**PROMPT**: Could you set down exactly the lines of the data below, starting at the one that holds "pub use browser::BrowserTransport;" and ending at the one that holds "so the caller", both included, and only those?

___ EXTRACTED ENTRIES ___

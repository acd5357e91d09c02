//! Engine module for fetching and processing pages
//!
//! This module contains the core scraping logic, including:
//! - Requests and the per-task FIFO queue with its retry policy
//! - Tasks, scrapers and the frontier they queue follow-ups through
//! - HTTP and headless browser transports
//! - The engine that drives tasks to completion

mod browser;
mod coordinator;
mod fetcher;
mod request;
mod scheduler;
mod task;

pub use browser::BrowserTransport;
pub use coordinator::{Engine, EngineBuilder};
pub use fetcher::{build_http_client, HttpTransport, Transport};
pub use request::{Method, Request};
pub use scheduler::{RequestQueue, RetryDecision};
pub use task::{
    scraper_fn, FailedRequest, FnScraper, Frontier, Scraper, Task, TaskInfo, TaskState,
    TaskStats, DEFAULT_RETRY_LIMIT,
};

use crate::config::{Config, TransportKind};
use crate::scrapers::task_from_config;
use crate::Result;

/// Builds an engine with one task per configured scrap
///
/// # Arguments
///
/// * `config` - A validated configuration
///
/// # Returns
///
/// * `Ok(Engine)` - Engine with every scrap registered, in file order
/// * `Err(ScrapeError)` - A transport or an output could not be set up
pub fn engine_from_config(config: &Config) -> Result<Engine> {
    let mut builder = Engine::builder().http(config.http.clone());
    if config.engine.transport == TransportKind::Browser {
        builder = builder.browser(config.browser.clone().unwrap_or_default());
    }

    let mut engine = builder.build()?;
    for scrap in &config.scraps {
        engine.scrap(task_from_config(scrap, &config.engine)?);
    }
    Ok(engine)
}

/// Runs a complete scrape operation
///
/// Builds the engine from `config`, runs it, and hands it back so the caller
/// can read per-task statistics and failed requests.
pub async fn run(config: &Config) -> Result<Engine> {
    let mut engine = engine_from_config(config)?;
    engine.start().await?;
    Ok(engine)
}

___

**EXERCISE OUTPUT**:
pub use browser::BrowserTransport;
pub use coordinator::{Engine, EngineBuilder};
pub use fetcher::{build_http_client, HttpTransport, Transport};
pub use request::{Method, Request};
pub use scheduler::{RequestQueue, RetryDecision};
pub use task::{
    scraper_fn, FailedRequest, FnScraper, Frontier, Scraper, Task, TaskInfo, TaskState,
    TaskStats, DEFAULT_RETRY_LIMIT,
};

use crate::config::{Config, TransportKind};
use crate::scrapers::task_from_config;
use crate::Result;

/// Builds an engine with one task per configured scrap
///
/// # Arguments
///
/// * `config` - A validated configuration
///
/// # Returns
///
/// * `Ok(Engine)` - Engine with every scrap registered, in file order
/// * `Err(ScrapeError)` - A transport or an output could not be set up
pub fn engine_from_config(config: &Config) -> Result<Engine> {
    let mut builder = Engine::builder().http(config.http.clone());
    if config.engine.transport == TransportKind::Browser {
        builder = builder.browser(config.browser.clone().unwrap_or_default());
    }

    let mut engine = builder.build()?;
    for scrap in &config.scraps {
        engine.scrap(task_from_config(scrap, &config.engine)?);
    }
    Ok(engine)
}

/// Runs a complete scrape operation
///
/// Builds the engine from `config`, runs it, and hands it back so the caller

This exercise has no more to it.